→ **Supplied material**
──────────────────────────────
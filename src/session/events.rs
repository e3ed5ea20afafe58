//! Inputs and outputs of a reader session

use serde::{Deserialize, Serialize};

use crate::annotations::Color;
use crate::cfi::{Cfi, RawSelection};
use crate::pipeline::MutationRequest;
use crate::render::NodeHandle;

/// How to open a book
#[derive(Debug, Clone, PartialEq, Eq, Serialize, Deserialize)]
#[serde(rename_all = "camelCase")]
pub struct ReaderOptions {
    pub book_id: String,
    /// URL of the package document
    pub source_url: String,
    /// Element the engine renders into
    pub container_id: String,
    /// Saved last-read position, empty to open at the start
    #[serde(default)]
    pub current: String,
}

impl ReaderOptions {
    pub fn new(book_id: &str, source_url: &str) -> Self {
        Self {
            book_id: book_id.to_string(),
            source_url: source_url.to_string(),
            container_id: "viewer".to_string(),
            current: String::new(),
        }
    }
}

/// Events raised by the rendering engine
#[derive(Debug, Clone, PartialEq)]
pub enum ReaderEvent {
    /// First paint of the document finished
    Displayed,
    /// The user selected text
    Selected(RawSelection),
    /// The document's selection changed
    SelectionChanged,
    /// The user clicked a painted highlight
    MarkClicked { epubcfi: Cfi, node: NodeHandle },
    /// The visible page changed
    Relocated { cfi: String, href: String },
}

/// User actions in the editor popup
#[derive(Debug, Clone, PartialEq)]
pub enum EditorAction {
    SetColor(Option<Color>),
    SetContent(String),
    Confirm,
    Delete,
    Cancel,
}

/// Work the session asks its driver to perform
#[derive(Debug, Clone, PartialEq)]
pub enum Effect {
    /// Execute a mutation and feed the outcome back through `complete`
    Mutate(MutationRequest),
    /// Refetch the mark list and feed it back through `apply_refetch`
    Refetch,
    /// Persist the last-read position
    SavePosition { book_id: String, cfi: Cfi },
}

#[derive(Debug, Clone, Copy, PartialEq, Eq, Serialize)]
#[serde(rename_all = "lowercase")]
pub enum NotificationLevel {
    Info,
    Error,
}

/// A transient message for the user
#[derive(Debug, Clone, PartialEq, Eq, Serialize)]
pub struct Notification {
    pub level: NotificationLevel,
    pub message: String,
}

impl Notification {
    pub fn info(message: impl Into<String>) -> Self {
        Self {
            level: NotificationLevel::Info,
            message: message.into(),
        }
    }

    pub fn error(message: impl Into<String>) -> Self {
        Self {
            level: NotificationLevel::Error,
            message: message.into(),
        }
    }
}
──────────────────────────────
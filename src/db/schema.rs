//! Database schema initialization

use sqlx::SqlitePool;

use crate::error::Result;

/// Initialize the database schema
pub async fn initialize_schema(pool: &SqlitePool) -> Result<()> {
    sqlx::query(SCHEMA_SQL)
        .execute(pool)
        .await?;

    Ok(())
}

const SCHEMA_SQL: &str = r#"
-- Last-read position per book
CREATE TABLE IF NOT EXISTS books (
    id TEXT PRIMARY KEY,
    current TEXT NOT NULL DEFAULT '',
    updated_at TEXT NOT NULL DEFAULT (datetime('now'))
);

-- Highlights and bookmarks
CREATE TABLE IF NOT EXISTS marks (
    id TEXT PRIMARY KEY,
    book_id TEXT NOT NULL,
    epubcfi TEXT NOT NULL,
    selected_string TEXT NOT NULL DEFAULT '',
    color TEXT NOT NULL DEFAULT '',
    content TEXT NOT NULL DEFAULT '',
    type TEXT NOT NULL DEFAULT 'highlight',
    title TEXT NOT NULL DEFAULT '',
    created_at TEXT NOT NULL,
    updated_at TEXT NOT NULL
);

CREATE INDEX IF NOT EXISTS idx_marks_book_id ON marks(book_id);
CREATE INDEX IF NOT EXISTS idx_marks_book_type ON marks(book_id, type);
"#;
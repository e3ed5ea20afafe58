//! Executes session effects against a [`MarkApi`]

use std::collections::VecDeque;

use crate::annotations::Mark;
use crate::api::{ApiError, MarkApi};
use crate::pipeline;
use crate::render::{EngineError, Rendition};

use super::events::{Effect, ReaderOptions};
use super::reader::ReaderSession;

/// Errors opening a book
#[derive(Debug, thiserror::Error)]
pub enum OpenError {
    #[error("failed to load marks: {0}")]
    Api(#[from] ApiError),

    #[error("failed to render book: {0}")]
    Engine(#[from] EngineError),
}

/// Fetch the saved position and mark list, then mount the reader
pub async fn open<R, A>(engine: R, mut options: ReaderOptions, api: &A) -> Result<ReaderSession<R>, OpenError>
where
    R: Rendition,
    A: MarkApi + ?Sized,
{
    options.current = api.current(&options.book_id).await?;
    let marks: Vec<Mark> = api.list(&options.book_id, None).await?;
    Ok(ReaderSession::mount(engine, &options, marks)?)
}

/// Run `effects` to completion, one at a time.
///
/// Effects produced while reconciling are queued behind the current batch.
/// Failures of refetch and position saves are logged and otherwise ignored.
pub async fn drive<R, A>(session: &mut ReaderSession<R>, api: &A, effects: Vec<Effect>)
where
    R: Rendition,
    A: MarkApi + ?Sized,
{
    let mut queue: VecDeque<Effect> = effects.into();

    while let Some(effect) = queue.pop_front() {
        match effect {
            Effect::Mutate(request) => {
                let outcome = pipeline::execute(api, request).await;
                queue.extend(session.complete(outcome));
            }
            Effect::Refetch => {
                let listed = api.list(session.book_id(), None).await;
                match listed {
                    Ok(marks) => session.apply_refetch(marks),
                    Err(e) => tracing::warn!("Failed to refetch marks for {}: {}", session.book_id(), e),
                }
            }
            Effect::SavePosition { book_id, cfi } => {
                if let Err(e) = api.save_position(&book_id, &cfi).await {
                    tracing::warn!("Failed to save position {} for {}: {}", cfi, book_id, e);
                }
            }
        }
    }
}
──────────────────────────────
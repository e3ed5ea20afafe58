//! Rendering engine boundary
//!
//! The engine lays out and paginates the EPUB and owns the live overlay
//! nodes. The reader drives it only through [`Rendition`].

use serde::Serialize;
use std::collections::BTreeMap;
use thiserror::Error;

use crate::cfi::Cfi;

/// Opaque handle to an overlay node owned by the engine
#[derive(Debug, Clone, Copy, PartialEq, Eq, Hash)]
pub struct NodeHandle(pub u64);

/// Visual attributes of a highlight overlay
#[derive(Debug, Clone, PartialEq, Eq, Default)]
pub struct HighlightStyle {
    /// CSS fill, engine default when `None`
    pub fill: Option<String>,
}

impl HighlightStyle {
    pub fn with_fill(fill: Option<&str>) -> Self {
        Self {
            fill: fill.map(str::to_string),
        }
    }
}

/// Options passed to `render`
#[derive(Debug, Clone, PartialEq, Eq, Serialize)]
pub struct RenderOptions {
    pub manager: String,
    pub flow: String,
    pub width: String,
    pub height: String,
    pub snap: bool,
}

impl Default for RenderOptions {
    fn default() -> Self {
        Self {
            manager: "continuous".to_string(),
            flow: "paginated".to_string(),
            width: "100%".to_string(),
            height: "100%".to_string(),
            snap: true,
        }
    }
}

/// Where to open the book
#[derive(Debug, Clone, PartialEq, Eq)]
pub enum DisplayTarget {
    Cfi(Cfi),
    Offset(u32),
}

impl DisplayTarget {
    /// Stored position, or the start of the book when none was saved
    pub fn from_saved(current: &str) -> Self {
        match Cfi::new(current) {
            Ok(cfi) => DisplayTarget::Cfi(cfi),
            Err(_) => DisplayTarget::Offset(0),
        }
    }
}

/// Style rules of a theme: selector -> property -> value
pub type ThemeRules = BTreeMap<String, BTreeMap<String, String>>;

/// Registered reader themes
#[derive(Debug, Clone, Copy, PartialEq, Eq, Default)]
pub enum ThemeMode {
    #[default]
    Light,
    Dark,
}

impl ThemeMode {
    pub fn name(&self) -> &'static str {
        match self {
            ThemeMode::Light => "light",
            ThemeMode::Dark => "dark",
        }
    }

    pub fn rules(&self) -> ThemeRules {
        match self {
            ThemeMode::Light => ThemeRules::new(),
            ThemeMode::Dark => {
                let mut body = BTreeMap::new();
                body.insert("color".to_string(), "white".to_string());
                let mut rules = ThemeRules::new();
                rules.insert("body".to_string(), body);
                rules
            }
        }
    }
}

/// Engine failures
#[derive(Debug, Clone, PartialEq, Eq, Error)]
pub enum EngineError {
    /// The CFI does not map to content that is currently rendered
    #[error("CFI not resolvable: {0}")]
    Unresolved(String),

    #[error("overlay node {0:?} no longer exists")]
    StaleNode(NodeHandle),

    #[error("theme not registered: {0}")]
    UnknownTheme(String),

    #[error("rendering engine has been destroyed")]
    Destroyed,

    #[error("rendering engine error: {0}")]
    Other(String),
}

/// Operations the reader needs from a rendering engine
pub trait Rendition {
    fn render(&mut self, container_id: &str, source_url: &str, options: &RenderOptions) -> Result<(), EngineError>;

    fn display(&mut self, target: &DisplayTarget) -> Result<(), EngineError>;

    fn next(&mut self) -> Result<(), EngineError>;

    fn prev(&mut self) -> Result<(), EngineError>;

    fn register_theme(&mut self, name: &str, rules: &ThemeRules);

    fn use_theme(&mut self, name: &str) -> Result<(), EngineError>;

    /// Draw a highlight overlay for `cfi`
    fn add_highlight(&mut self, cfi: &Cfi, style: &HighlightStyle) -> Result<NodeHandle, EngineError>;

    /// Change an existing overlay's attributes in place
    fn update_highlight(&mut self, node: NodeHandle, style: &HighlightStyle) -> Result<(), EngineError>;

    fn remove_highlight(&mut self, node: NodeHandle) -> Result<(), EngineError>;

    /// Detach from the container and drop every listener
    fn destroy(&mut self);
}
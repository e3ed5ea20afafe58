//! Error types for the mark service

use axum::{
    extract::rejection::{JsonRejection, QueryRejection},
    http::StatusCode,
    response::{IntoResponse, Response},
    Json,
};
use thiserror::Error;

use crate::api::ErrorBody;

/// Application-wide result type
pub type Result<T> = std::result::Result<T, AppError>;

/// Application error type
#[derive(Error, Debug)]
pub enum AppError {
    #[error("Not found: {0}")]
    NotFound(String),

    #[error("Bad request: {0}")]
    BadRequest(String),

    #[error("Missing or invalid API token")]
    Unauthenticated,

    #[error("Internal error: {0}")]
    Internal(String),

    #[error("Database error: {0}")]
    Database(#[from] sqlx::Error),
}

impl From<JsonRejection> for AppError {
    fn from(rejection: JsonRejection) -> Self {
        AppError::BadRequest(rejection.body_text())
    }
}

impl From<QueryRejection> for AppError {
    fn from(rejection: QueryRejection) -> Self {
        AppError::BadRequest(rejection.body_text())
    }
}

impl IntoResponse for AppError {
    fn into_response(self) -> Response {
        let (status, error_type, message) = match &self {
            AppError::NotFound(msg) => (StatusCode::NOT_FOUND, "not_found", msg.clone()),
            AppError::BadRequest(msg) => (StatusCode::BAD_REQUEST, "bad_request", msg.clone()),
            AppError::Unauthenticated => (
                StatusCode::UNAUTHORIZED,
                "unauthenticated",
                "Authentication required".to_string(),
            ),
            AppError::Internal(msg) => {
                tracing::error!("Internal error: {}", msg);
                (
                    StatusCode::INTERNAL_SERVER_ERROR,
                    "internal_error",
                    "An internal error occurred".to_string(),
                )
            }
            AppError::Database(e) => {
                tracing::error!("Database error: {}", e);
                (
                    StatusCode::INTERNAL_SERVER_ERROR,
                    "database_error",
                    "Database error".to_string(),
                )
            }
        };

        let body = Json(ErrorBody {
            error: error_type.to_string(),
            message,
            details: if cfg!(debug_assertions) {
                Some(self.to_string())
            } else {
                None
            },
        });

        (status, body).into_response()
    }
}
──────────────────────────────
→ **Work to complete**
Out of the material above, output word for word the line with "filename src/session/events.rs", the line with "pub enum ReaderEvent", and all lines between them, with nothing else.

→ **Answer to this problem**
filename src/session/events.rs
repository e3ed5ea20afafe58
//! Inputs and outputs of a reader session

use serde::{Deserialize, Serialize};

use crate::annotations::Color;
use crate::cfi::{Cfi, RawSelection};
use crate::pipeline::MutationRequest;
use crate::render::NodeHandle;

/// How to open a book
#[derive(Debug, Clone, PartialEq, Eq, Serialize, Deserialize)]
#[serde(rename_all = "camelCase")]
pub struct ReaderOptions {
    pub book_id: String,
    /// URL of the package document
    pub source_url: String,
    /// Element the engine renders into
    pub container_id: String,
    /// Saved last-read position, empty to open at the start
    #[serde(default)]
    pub current: String,
}

impl ReaderOptions {
    pub fn new(book_id: &str, source_url: &str) -> Self {
        Self {
            book_id: book_id.to_string(),
            source_url: source_url.to_string(),
            container_id: "viewer".to_string(),
            current: String::new(),
        }
    }
}

/// Events raised by the rendering engine
#[derive(Debug, Clone, PartialEq)]
pub enum ReaderEvent {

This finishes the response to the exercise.